For EBV transformation, 4 x 106 fresh lymphocytes collected as described above were resuspended in a total of 4.5 ml of RPMI 1640 culture medium (Corning) containing 20% FBS and 1:100 phytohemagglutinin (PHA-M; LifeTechnologies) and transferred to a T-25 flask. EBV supernatant produced by the B95-8 cell lines (provided by the Ober lab) was added at 1:10 to the culture flask. Cells were left undisturbed for three to five days before adding fresh media. Flasks were subsequently examined weekly for changes in cell growth as indicated by acidic pH (yellow color) and the appearance of clumps of cells growing in suspension. Once growth was established (21–35 days), cells were diluted or split to several flasks. When the cell density reached 8 x 105 to 1 x 106 cells per mL they were cryopreserved at a density of 10 x 106 cells per ml of freezing media in cryovials. All LCLs using this study were transformed with the same lot of EBV supernatant.

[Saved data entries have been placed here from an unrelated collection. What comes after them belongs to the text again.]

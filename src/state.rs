//! Shared application state injected into handlers.

use std::sync::Arc;

use crate::application::services::RedirectionService;
use crate::domain::repositories::RedirectionRepository;

/// State shared by all request handlers.
///
/// Cheap to clone; the service and its storage gateway are behind `Arc`.
#[derive(Clone)]
pub struct AppState {
    pub redirection_service: Arc<RedirectionService>,
}

impl AppState {
    /// Wires the storage gateway into a fresh service.
    pub fn new(repository: Arc<dyn RedirectionRepository>, base_url: impl Into<String>) -> Self {
        Self {
            redirection_service: Arc::new(RedirectionService::new(repository, base_url)),
        }
    }
}
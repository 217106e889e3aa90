//! PostgreSQL implementation of the redirection repository.

use async_trait::async_trait;
use chrono::{DateTime, Utc};
use sqlx::PgPool;
use std::sync::Arc;

use crate::domain::entities::{NewRedirection, Redirection};
use crate::domain::repositories::RedirectionRepository;
use crate::error::AppError;

/// Row shape of the `redirections` table.
#[derive(Debug, sqlx::FromRow)]
struct RedirectionRow {
    id: i64,
    original_url: String,
    short_url: String,
    new_url: String,
    created_at: DateTime<Utc>,
}

impl From<RedirectionRow> for Redirection {
    fn from(row: RedirectionRow) -> Self {
        Redirection::new(
            row.id,
            row.original_url,
            row.short_url,
            row.new_url,
            row.created_at,
        )
    }
}

/// PostgreSQL repository for redirection storage and lookup.
///
/// Holds the process-wide connection pool. The pool is safe to share across
/// concurrent requests.
pub struct PgRedirectionRepository {
    pool: Arc<PgPool>,
}

impl PgRedirectionRepository {
    /// Creates a new repository with a database connection pool.
    pub fn new(pool: Arc<PgPool>) -> Self {
        Self { pool }
    }
}

#[async_trait]
impl RedirectionRepository for PgRedirectionRepository {
    async fn insert(&self, new_redirection: NewRedirection) -> Result<Redirection, AppError> {
        let row = sqlx::query_as::<_, RedirectionRow>(
            r#"
            INSERT INTO redirections (original_url, short_url, new_url)
            VALUES ($1, $2, $3)
            RETURNING id, original_url, short_url, new_url, created_at
            "#,
        )
        .bind(&new_redirection.original_url)
        .bind(&new_redirection.short_url)
        .bind(&new_redirection.new_url)
        .fetch_one(self.pool.as_ref())
        .await?;

        Ok(row.into())
    }

    async fn find_by_short_code(&self, code: &str) -> Result<Option<Redirection>, AppError> {
        let row = sqlx::query_as::<_, RedirectionRow>(
            r#"
            SELECT id, original_url, short_url, new_url, created_at
            FROM redirections
            WHERE short_url = $1
            ORDER BY id
            LIMIT 1
            "#,
        )
        .bind(code)
        .fetch_optional(self.pool.as_ref())
        .await?;

        Ok(row.map(Redirection::from))
    }

    async fn count(&self) -> Result<i64, AppError> {
        let count: i64 = sqlx::query_scalar("SELECT COUNT(*) FROM redirections")
            .fetch_one(self.pool.as_ref())
            .await?;

        Ok(count)
    }
}
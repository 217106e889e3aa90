use anyhow::Result;
use shrinkit::{config, server};
use tracing_subscriber::EnvFilter;

#[tokio::main]
async fn main() -> Result<()> {
    dotenvy::dotenv().ok();

    let config = config::load_from_env()?;

    init_tracing(&config.log_level, &config.log_format);
    config.print_summary();

    server::run(config).await
}

/// Installs the global subscriber; `RUST_LOG` directives take precedence over `log_level`.
fn init_tracing(log_level: &str, log_format: &str) {
    let filter = EnvFilter::try_from_default_env().unwrap_or_else(|_| EnvFilter::new(log_level));

    let builder = tracing_subscriber::fmt().with_env_filter(filter);

    if log_format == "json" {
        builder.json().init();
    } else {
        builder.init();
    }
}
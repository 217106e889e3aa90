mod common;

use axum::body::Bytes;
use axum::http::StatusCode;
use serde_json::json;
use shrinkit::api::dto::RedirectionResponse;
use shrinkit::domain::repositories::RedirectionRepository;
use shrinkit::utils::code_generator::is_short_code;
use std::sync::Arc;

#[tokio::test]
async fn test_shorten_success() {
    let (server, repository) = common::create_memory_server();

    let response = server
        .post("/shorten")
        .json(&json!({ "originalUrl": "https://example.com" }))
        .await;

    response.assert_status(StatusCode::CREATED);

    let json = response.json::<serde_json::Value>();
    let code = json["shortUrl"].as_str().unwrap();

    assert!(is_short_code(code));
    assert_eq!(json["originalUrl"], "https://example.com");
    assert_eq!(json["newUrl"], format!("{}/{}", common::BASE_URL, code));
    assert!(json["id"].is_number());
    assert!(json["createdAt"].is_string());

    assert_eq!(repository.count().await.unwrap(), 1);
}

#[tokio::test]
async fn test_shorten_response_deserializes() {
    let (server, _repository) = common::create_memory_server();

    let response = server
        .post("/shorten")
        .json(&json!({ "originalUrl": "https://rust-lang.org" }))
        .await;

    let body = response.json::<RedirectionResponse>();
    assert_eq!(body.original_url, "https://rust-lang.org");
    assert!(body.new_url.ends_with(&body.short_url));
}

#[tokio::test]
async fn test_shorten_codes_are_letters_only() {
    let (server, _repository) = common::create_memory_server();

    for i in 0..50 {
        let response = server
            .post("/shorten")
            .json(&json!({ "originalUrl": format!("https://example.com/{i}") }))
            .await;

        response.assert_status(StatusCode::CREATED);

        let json = response.json::<serde_json::Value>();
        assert!(is_short_code(json["shortUrl"].as_str().unwrap()));
    }
}

#[tokio::test]
async fn test_shorten_same_url_twice_creates_two_records() {
    let (server, repository) = common::create_memory_server();

    let first = server
        .post("/shorten")
        .json(&json!({ "originalUrl": "https://dup.example" }))
        .await
        .json::<serde_json::Value>();

    let second = server
        .post("/shorten")
        .json(&json!({ "originalUrl": "https://dup.example" }))
        .await
        .json::<serde_json::Value>();

    assert_ne!(first["id"], second["id"]);
    assert_ne!(first["shortUrl"], second["shortUrl"]);
    assert_eq!(repository.count().await.unwrap(), 2);
}

#[tokio::test]
async fn test_shorten_ignores_client_supplied_code() {
    let (server, _repository) = common::create_memory_server();

    let response = server
        .post("/shorten")
        .json(&json!({
            "originalUrl": "https://example.com",
            "shortUrl": "custom-alias"
        }))
        .await;

    response.assert_status(StatusCode::CREATED);

    let json = response.json::<serde_json::Value>();
    assert_ne!(json["shortUrl"], "custom-alias");
    assert!(is_short_code(json["shortUrl"].as_str().unwrap()));
}

#[tokio::test]
async fn test_shorten_accepts_malformed_url() {
    let (server, _repository) = common::create_memory_server();

    let response = server
        .post("/shorten")
        .json(&json!({ "originalUrl": "not a url at all" }))
        .await;

    response.assert_status(StatusCode::CREATED);
}

#[tokio::test]
async fn test_shorten_rejects_url_with_control_character() {
    let (server, repository) = common::create_memory_server();

    let response = server
        .post("/shorten")
        .json(&json!({ "originalUrl": "https://example.com/a\nb" }))
        .await;

    response.assert_status_bad_request();
    assert_eq!(response.text(), "Invalid request body");
    assert_eq!(repository.count().await.unwrap(), 0);
}

#[tokio::test]
async fn test_get_shorten_is_a_code_lookup() {
    let (server, _repository) = common::create_memory_server();

    let response = server.get("/shorten").await;

    response.assert_status_not_found();
    assert_eq!(response.text(), "URL not found");
}

#[tokio::test]
async fn test_shorten_missing_original_url() {
    let (server, repository) = common::create_memory_server();

    let response = server
        .post("/shorten")
        .json(&json!({ "url": "https://example.com" }))
        .await;

    response.assert_status_bad_request();
    assert_eq!(response.text(), "Invalid request body");
    assert_eq!(repository.count().await.unwrap(), 0);
}

#[tokio::test]
async fn test_shorten_empty_original_url() {
    let (server, repository) = common::create_memory_server();

    let response = server
        .post("/shorten")
        .json(&json!({ "originalUrl": "" }))
        .await;

    response.assert_status_bad_request();
    assert_eq!(response.text(), "Invalid request body");
    assert_eq!(repository.count().await.unwrap(), 0);
}

#[tokio::test]
async fn test_shorten_malformed_json() {
    let (server, repository) = common::create_memory_server();

    let response = server
        .post("/shorten")
        .bytes(Bytes::from_static(b"{\"originalUrl\": "))
        .content_type("application/json")
        .await;

    response.assert_status_bad_request();
    assert_eq!(response.text(), "Invalid request body");
    assert_eq!(repository.count().await.unwrap(), 0);
}

#[tokio::test]
async fn test_shorten_without_json_content_type() {
    let (server, repository) = common::create_memory_server();

    let response = server
        .post("/shorten")
        .text("https://example.com")
        .await;

    response.assert_status_bad_request();
    assert_eq!(response.text(), "Invalid request body");
    assert_eq!(repository.count().await.unwrap(), 0);
}

#[tokio::test]
async fn test_shorten_storage_failure() {
    let server = common::create_test_server(Arc::new(common::UnreachableRepository));

    let response = server
        .post("/shorten")
        .json(&json!({ "originalUrl": "https://example.com" }))
        .await;

    response.assert_status(StatusCode::INTERNAL_SERVER_ERROR);
    assert_eq!(response.text(), "Error saving data");
}
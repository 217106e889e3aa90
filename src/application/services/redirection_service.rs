//! Short link creation and resolution service.

use std::sync::Arc;

use crate::domain::entities::{NewRedirection, Redirection};
use crate::domain::repositories::RedirectionRepository;
use crate::error::AppError;
use crate::utils::code_generator::generate_code;

/// Maximum insert attempts when a generated code is already taken.
const MAX_ATTEMPTS: usize = 10;

/// Service for creating and resolving short links.
///
/// Holds the storage gateway injected at startup and the base URL used to
/// build fully-qualified short links.
pub struct RedirectionService {
    repository: Arc<dyn RedirectionRepository>,
    base_url: String,
}

impl RedirectionService {
    /// Creates a new redirection service.
    ///
    /// A trailing slash on `base_url` is ignored.
    pub fn new(repository: Arc<dyn RedirectionRepository>, base_url: impl Into<String>) -> Self {
        let base_url = base_url.into().trim_end_matches('/').to_string();

        Self {
            repository,
            base_url,
        }
    }

    /// Creates and stores a new redirection for `original_url`.
    ///
    /// Every call writes a new record with a freshly generated code, even for
    /// a URL that was shortened before. When the generated code is already
    /// stored, a new code is generated and the insert retried.
    ///
    /// # Errors
    ///
    /// Returns [`AppError::Internal`] if no free code was found within
    /// the attempt limit.
    /// Returns [`AppError::Storage`] on database errors.
    pub async fn create(&self, original_url: String) -> Result<Redirection, AppError> {
        for attempt in 1..=MAX_ATTEMPTS {
            let code = generate_code();

            let new_redirection = NewRedirection {
                original_url: original_url.clone(),
                new_url: self.short_url(&code),
                short_url: code,
            };

            match self.repository.insert(new_redirection).await {
                Ok(redirection) => {
                    tracing::info!(code = %redirection.short_url, "Created short link");
                    return Ok(redirection);
                }
                Err(AppError::CodeConflict(detail)) => {
                    tracing::warn!(attempt, %detail, "Short code collision, retrying");
                }
                Err(e) => return Err(e),
            }
        }

        Err(AppError::internal("Failed to generate unique code"))
    }

    /// Retrieves the redirection stored for `code`.
    ///
    /// # Errors
    ///
    /// Returns [`AppError::NotFound`] if no record matches the code.
    /// Returns [`AppError::Storage`] on database errors.
    pub async fn resolve(&self, code: &str) -> Result<Redirection, AppError> {
        tracing::debug!(code, "Resolving short link");

        self.repository
            .find_by_short_code(code)
            .await?
            .ok_or_else(|| AppError::not_found("URL not found"))
    }

    /// Builds the fully-qualified short link for `code`.
    pub fn short_url(&self, code: &str) -> String {
        format!("{}/{}", self.base_url, code)
    }
}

To establish iPSCs we transfected LCLs (Amaxa Nucleofector Technology; Lonza) and fibroblasts (Neon Transfection System; Life Technologies) with oriP/EBNA1 PCXLE based episomal plasmids that containing the genes OCT3/4, SOX2, KLF4, L-MYC, LIN28, and an shRNA against p53 . We supplemented these plasmids with an in vitro-transcribed EBNA1 mRNA transcript to promote exogenous vector retention following electroporation of the episomal vector [28,29]. Fibroblasts from all individuals were reprogrammed in two batches (see details in S1 Table). LCLs were reprogrammed in four batches (S1 Table). The first three batches contained LCLs from all four individuals. Individual 4 failed reprogramming in batches one and three. A final fourth batch was therefore done with only individual 4 (replicates A and C; S1 Table). We plated a range of 10,000–40,000 transfected cells per well in a 6-well plate. Within 21 days colonies were visible and manually passaged onto a fresh plate of irradiated CF1 mouse embryonic fibroblasts (MEF). We passaged these new iPSC colonies on MEF in hESC media (DMEM/F12 (Corning) supplemented with 20% KOSR (LifeTechnologies), 0.1mM NEAA, 2mM GlutaMAX, 1% Pen/Strep, 0.1% 2-Mercaptoethanol (LifeTechnologies)). Fibroblast derived iPSCs were supplemented with 100ng/mL human basic fibroblast growth factor, versus 25ng/mL for LCL derived iPSCs; all other culture conditions were identical. After 10 passages of growth we transitioned the cultures to feeder-free conditions and cultured them for an additional three passages before collecting cell pellets for analysis. Feeder-free cultures were grown using 0.01mg/cm2 (1:100) hESC-grade Matrigel (BD Sciences) and Essential 8 media (LifeTechnologies). Passaging was done using DPBS supplemented with 0.5mM EDTA. All RNA and DNA were isolated using Zymo dual extraction kits (Zymo Research) with a DNase treatment during RNA extraction (Qiagen).
Characterization of iPSCs
All iPSC lines were characterized as described previously . Briefly, we initially confirmed pluripotency using PluriTest , a classifier that assigns samples a pluripotency score and novelty score based on genome-wide gene expression data. All samples were classified as pluripotent and had a low novelty score (S1 Fig). We next performed qPCR using 1 μg of total RNA, converted to cDNA, from all samples to confirm the endogenous expression of pluripotency genes: OCT3/4, NANOG, and SOX2 (S2A–S2C Fig). Additionally, we tested for the presence and expression of the EBV gene EBNA-1 using PCR (primers and cycling conditions can be found in S5 Table) (S2D and S3 Figs). We tested all samples for both genomic integrations and vector-based EBV. We did this using primers designed to amplify the EBNA-1 segment found in both the episomal vectors and the EBV used to transform LCLs. If the cell was positive (a single positive case was found: Ind4 F-iPSC), we further tested the origin of the EBV (genomic or episomal) using primers specific to the LMP-2A gene found in EBV or part of the sequence specific to the episomal plasmid (S3 Fig). Finally, we confirmed the ability of all iPSC lines to differentiate into the three main germ layers using the embryoid body (EB) assay. The EBs were imaged for the presence of all three germ layers (S4 Fig). It should also be noted that gene expression and DNA methylation levels are extremely similar between iPSC lines. This relative homogeneity further demonstrates the quality of our iPSC lines. In summary, all iPSC lines established in this study showed expression of pluripotent genes quantified by qPCR, generated EBs for all three germ layers, and were classified as pluripotent based on PluriTest.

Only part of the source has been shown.